You'd think I would've got help then, but that was back in the late '90s and it still wasn't fashionable to go to shrinks. It was, however, absolutely okay to threaten kids with "men in white coats", a fear I still struggle with (a lot of my nightmares involve straitjackets and being locked up) even now. Eventually, I made it to 25 without killing myself. At that point, I thought I was beyond help because I'd fixed myself. I'd done everything right. Got this amazing job. Made loads of money. Travelled to pretty European places. Hooked up with that one guy I thought would love me back. Lost 40 kilos because when you're skinny you're happy. Ate salads. Basically, did everything except go to a shrink (I even went to a hypnotherapist). I don't need to say it but none of it worked. Life felt like I was stuttering through it. Sometimes I felt I wasn't real. Sometimes I felt I wasn't there.

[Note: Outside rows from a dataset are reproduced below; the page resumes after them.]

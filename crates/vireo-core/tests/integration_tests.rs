//! Integration tests for Vireo Core

use async_trait::async_trait;
use bytes::Bytes;
use std::sync::Arc;
use std::time::{Duration, Instant};
use url::Url;

use vireo_core::{
    AbrConfig, AbrContext, AbrDecisionEngine, BandwidthEstimator, BufferConfig, BufferHealth,
    BufferMonitor, CircuitBreaker, CircuitBreakerConfig, ConnectionQuality, EndpointCandidate,
    EndpointConfig, EndpointProber, EndpointSelector, EngineConfig, EngineEvent, Error, GeoPoint,
    ProbeResult, QualityLevel, Result, RetryConfig, RetryPolicy, ScoreWeights, SegmentRequest,
    StreamSession, TimeRange, Transport,
};

// =============================================================================
// Helpers
// =============================================================================

fn ladder() -> Vec<QualityLevel> {
    vec![
        QualityLevel::new(500_000, 854, 480),
        QualityLevel::new(1_500_000, 1280, 720),
        QualityLevel::new(3_000_000, 1920, 1080),
    ]
}

fn candidate(id: &str, cost: f64) -> EndpointCandidate {
    EndpointCandidate {
        id: id.to_string(),
        base_url: Url::parse(&format!("https://{id}.cdn.example.com/")).unwrap(),
        edge: GeoPoint::new(52.52, 13.40),
        cost_per_gb: cost,
        healthy: true,
    }
}

struct UniformProber;

#[async_trait]
impl EndpointProber for UniformProber {
    async fn probe(&self, _candidate: &EndpointCandidate) -> Result<ProbeResult> {
        Ok(ProbeResult {
            latency_ms: 25.0,
            throughput_mbps: 60.0,
            available: true,
        })
    }
}

struct InstantTransport;

#[async_trait]
impl Transport for InstantTransport {
    async fn fetch(&self, _request: &SegmentRequest, _timeout: Duration) -> Result<Bytes> {
        Ok(Bytes::from(vec![0u8; 256 * 1024]))
    }
}

// =============================================================================
// Scenario A: bandwidth filtering
// =============================================================================

#[test]
fn scenario_a_bandwidth_filter_excludes_unaffordable_levels() {
    // estimate 2 Mbps, safety 0.9: 3 Mbps level exceeds the 1.8 Mbps budget
    let config = AbrConfig {
        min_time_between_switches: Duration::ZERO,
        max_level_jump: 10,
        ..AbrConfig::default()
    };
    let mut engine = AbrDecisionEngine::new(config, ladder());
    let ctx = AbrContext {
        bandwidth_estimate: 2_000_000,
        buffer_level: 40.0,
        device: None,
    };

    let decision = engine.select_level(&ctx, Instant::now());
    // The highest candidate inside the budget is level 1 (1.5 Mbps)
    assert_eq!(decision.index, 1);
    assert!(engine.levels()[decision.index].bitrate as f64 <= 2_000_000.0 * 0.9);
}

// =============================================================================
// Scenario B: circuit breaker timing
// =============================================================================

#[test]
fn scenario_b_breaker_opens_and_recovers_after_reset_timeout() {
    let mut breaker = CircuitBreaker::new(CircuitBreakerConfig {
        failure_threshold: 5,
        success_threshold: 2,
        reset_timeout: Duration::from_millis(30_000),
    });
    let t0 = Instant::now();

    for _ in 0..5 {
        breaker.record_failure(t0);
    }
    assert!(breaker.is_open(t0));
    assert!(breaker.is_open(t0 + Duration::from_millis(29_999)));

    // After the reset timeout the next check transitions to half-open
    assert!(!breaker.is_open(t0 + Duration::from_millis(30_000)));
}

// =============================================================================
// Scenario C: panic buffer
// =============================================================================

#[test]
fn scenario_c_critical_buffer_forces_lowest_level() {
    let monitor = BufferMonitor::new(BufferConfig::default());
    assert_eq!(monitor.classify(1.0, 0), BufferHealth::Critical);

    let config = AbrConfig {
        min_time_between_switches: Duration::ZERO,
        max_level_jump: 10,
        ..AbrConfig::default()
    };
    let mut engine = AbrDecisionEngine::new(config, ladder());

    // Get to the top of the ladder first
    let rich = AbrContext {
        bandwidth_estimate: 50_000_000,
        buffer_level: 40.0,
        device: None,
    };
    engine.select_level(&rich, Instant::now());
    assert_eq!(engine.current_level(), 2);

    // 1 s of buffer against a 2 s panic level: index 0 regardless of bandwidth
    let starved = AbrContext {
        bandwidth_estimate: 50_000_000,
        buffer_level: 1.0,
        device: None,
    };
    let decision = engine.select_level(&starved, Instant::now());
    assert_eq!(decision.index, 0);
}

// =============================================================================
// Scenario D: gradual descent
// =============================================================================

#[test]
fn scenario_d_level_jump_is_capped() {
    let levels = vec![
        QualityLevel::new(400_000, 640, 360),
        QualityLevel::new(800_000, 854, 480),
        QualityLevel::new(1_600_000, 1280, 720),
        QualityLevel::new(3_200_000, 1920, 1080),
    ];
    let config = AbrConfig {
        min_time_between_switches: Duration::ZERO,
        max_level_jump: 1,
        ..AbrConfig::default()
    };
    let mut engine = AbrDecisionEngine::new(config, levels);

    engine.select_level(
        &AbrContext { bandwidth_estimate: 20_000_000, buffer_level: 40.0, device: None },
        Instant::now(),
    );
    assert_eq!(engine.current_level(), 3);

    // Bandwidth collapses: desired is level 0, but only one step is taken
    let decision = engine.select_level(
        &AbrContext { bandwidth_estimate: 500_000, buffer_level: 40.0, device: None },
        Instant::now(),
    );
    assert_eq!(decision.index, 2);
}

// =============================================================================
// Estimator properties
// =============================================================================

#[test]
fn estimator_stays_positive_and_below_both_averages() {
    let mut est = BandwidthEstimator::new(1_000_000);
    let samples: [(u64, u64); 6] = [
        (100_000, 1000),
        (2_000_000, 500),
        (50_000, 2000),
        (800_000, 250),
        (0, 1000),
        (10_000_000, 100),
    ];

    for (bytes, millis) in samples {
        est.add_sample(bytes, Duration::from_millis(millis));
        let estimate = est.estimate();
        assert!(estimate > 0);
        assert!(estimate as f64 <= est.fast_estimate().max(est.slow_estimate()) + 1.0);
    }
}

#[test]
fn estimator_default_applies_before_first_sample() {
    let est = BandwidthEstimator::new(2_500_000);
    assert_eq!(est.estimate(), 2_500_000);
}

// =============================================================================
// Buffer health purity
// =============================================================================

#[test]
fn health_classification_depends_only_on_inputs() {
    let monitor = BufferMonitor::new(BufferConfig::default());
    let cases = [
        (0.5, 0),
        (1.99, 5),
        (5.0, 0),
        (12.0, 3),
        (12.0, 2),
        (45.0, 0),
    ];
    for (length, holes) in cases {
        let first = monitor.classify(length, holes);
        for _ in 0..10 {
            assert_eq!(monitor.classify(length, holes), first);
        }
    }
}

// =============================================================================
// Retry delay properties
// =============================================================================

#[test]
fn retry_delays_grow_and_stay_bounded() {
    let config = RetryConfig {
        max_attempts: 8,
        initial_delay: Duration::from_millis(200),
        max_delay: Duration::from_secs(10),
        jitter_factor: 0.25,
    };
    let policy = RetryPolicy::new(config.clone());

    for attempt in 0..10u32 {
        let delay = policy.delay_for_attempt(attempt).as_secs_f64();
        let capped = (0.2 * 2f64.powi(attempt as i32)).min(10.0);
        assert!(delay <= 10.0 + 1e-9, "delay {delay} exceeds max_delay");
        assert!(
            delay >= capped * (1.0 - config.jitter_factor) - 1e-9,
            "delay {delay} below jitter floor for attempt {attempt}"
        );
    }
}

// =============================================================================
// Endpoint scoring
// =============================================================================

#[tokio::test]
async fn cheaper_endpoint_wins_all_else_equal() {
    let config = EndpointConfig {
        primary: candidate("pricey", 0.08),
        fallbacks: vec![candidate("cheap", 0.01)],
        weights: ScoreWeights::default(),
        probe_timeout: Duration::from_secs(5),
        probe_sample_bytes: 64 * 1024,
        client_position: Some(GeoPoint::new(48.85, 2.35)),
    };
    let mut selector = EndpointSelector::new(config, Arc::new(UniformProber));

    let (chosen, _) = selector.select_optimal_endpoint().await.unwrap();
    assert_eq!(chosen.id, "cheap");
}

#[tokio::test]
async fn failover_exhaustion_reports_no_endpoint() {
    let config = EndpointConfig {
        primary: candidate("only", 0.02),
        fallbacks: vec![],
        weights: ScoreWeights::default(),
        probe_timeout: Duration::from_secs(5),
        probe_sample_bytes: 64 * 1024,
        client_position: None,
    };
    let mut selector = EndpointSelector::new(config, Arc::new(UniformProber));
    selector.select_optimal_endpoint().await.unwrap();

    let err = selector.handle_failure("only").await.unwrap_err();
    assert!(matches!(err, Error::NoEndpointAvailable));
}

// =============================================================================
// Session end-to-end
// =============================================================================

fn session_config() -> EngineConfig {
    let mut config = EngineConfig::new(EndpointConfig {
        primary: candidate("edge-a", 0.01),
        fallbacks: vec![candidate("edge-b", 0.02)],
        weights: ScoreWeights::default(),
        probe_timeout: Duration::from_secs(5),
        probe_sample_bytes: 64 * 1024,
        client_position: None,
    });
    config.resilience.retry.max_attempts = 1;
    config.resilience.retry.initial_delay = Duration::from_millis(1);
    config
}

#[tokio::test]
async fn session_decision_cycle_produces_metrics_and_selection() {
    let (session, mut rx) = StreamSession::with_parts(
        session_config(),
        ladder(),
        Arc::new(InstantTransport),
        Arc::new(UniformProber),
    )
    .unwrap();

    // A fast fetch raises the estimate well above the 1 Mbps default
    session.fetch_segment("v0/seg000.ts").await.unwrap();
    assert!(session.bandwidth_estimate().await > 1_000_000);

    // Healthy buffer lets the next tick switch quality upward
    session.update_ranges(vec![TimeRange::new(0.0, 35.0)]).await;
    session.update_playback(0.5, false).await;
    session.tick().await;

    let mut saw_buffer_metrics = false;
    let mut saw_quality_change = false;
    while let Ok(record) = rx.try_recv() {
        match record.event {
            EngineEvent::BufferMetrics { health, .. } => {
                assert_eq!(health, BufferHealth::Excellent);
                saw_buffer_metrics = true;
            }
            EngineEvent::QualityChanged { from, to, .. } => {
                assert!(to > from);
                saw_quality_change = true;
            }
            _ => {}
        }
    }
    assert!(saw_buffer_metrics);
    assert!(saw_quality_change);

    let metrics = session.metrics().await;
    assert!(metrics.current_bitrate > 0);
    assert!(metrics.quality_switches >= 1);
}

#[tokio::test]
async fn session_adaptive_timeout_follows_estimate() {
    let (session, _rx) = StreamSession::with_parts(
        session_config(),
        ladder(),
        Arc::new(InstantTransport),
        Arc::new(UniformProber),
    )
    .unwrap();

    // Default 1 Mbps estimate sits in the moderate tier
    let quality = ConnectionQuality::from_bandwidth(session.bandwidth_estimate().await);
    assert_eq!(quality.request_timeout(), Duration::from_secs(20));

    session.fetch_segment("v0/seg000.ts").await.unwrap();
    let quality = ConnectionQuality::from_bandwidth(session.bandwidth_estimate().await);
    assert_eq!(quality.request_timeout(), Duration::from_secs(5));
}

#[tokio::test]
async fn session_teardown_is_quiescent() {
    let (session, mut rx) = StreamSession::with_parts(
        session_config(),
        ladder(),
        Arc::new(InstantTransport),
        Arc::new(UniformProber),
    )
    .unwrap();
    let handle = session.run();

    session.shutdown();
    assert!(session.is_shut_down());
    assert!(matches!(
        session.fetch_segment("v0/seg000.ts").await,
        Err(Error::Cancelled)
    ));

    tokio::time::timeout(Duration::from_secs(1), handle)
        .await
        .expect("decision loop did not observe cancellation")
        .unwrap();

    // Ticks after shutdown are no-ops: no further events appear
    drain(&mut rx);
    session.tick().await;
    assert!(rx.try_recv().is_err());
}

fn drain(rx: &mut tokio::sync::mpsc::UnboundedReceiver<vireo_core::TelemetryRecord>) {
    while rx.try_recv().is_ok() {}
}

Last year, I hit 30, and felt nothing for so long I finally scared myself into going to therapy. That fellow I began this with, Mr Quivering Moustache and Zero Alcohol Tolerance, he was the first. He got so hysterical, I began wondering if I should go back to the hypnotherapist. The second one was mostly forgettable, because we didn't really like each other. The third was a piece of work who charges Rs 4000 for 40 minutes unless you catch her at a certain OPD. She'd call me over and claim to have forgotten my reports, thus wasting a session I'd already paid for. I started wondering out loud on Facebook, only to realise many I know have been going through similar situations. And so it went (and still goes).
It's been over a year and I've gone through a series of therapists, psychiatrists and other mental health professionals, still trying to figure out what to do with bipolarity (the only diagnosis that stuck and I do admit I have my own Silver Linings moments), and how to work around it, under it, over it, to go tick some stuff off of my personal checklist. I don't even know if there is one fix anymore. There probably isn't. The only thing I'm sure of is we're not mad, you and I. We're all just broken, and some of us haven't found the right band-aid yet.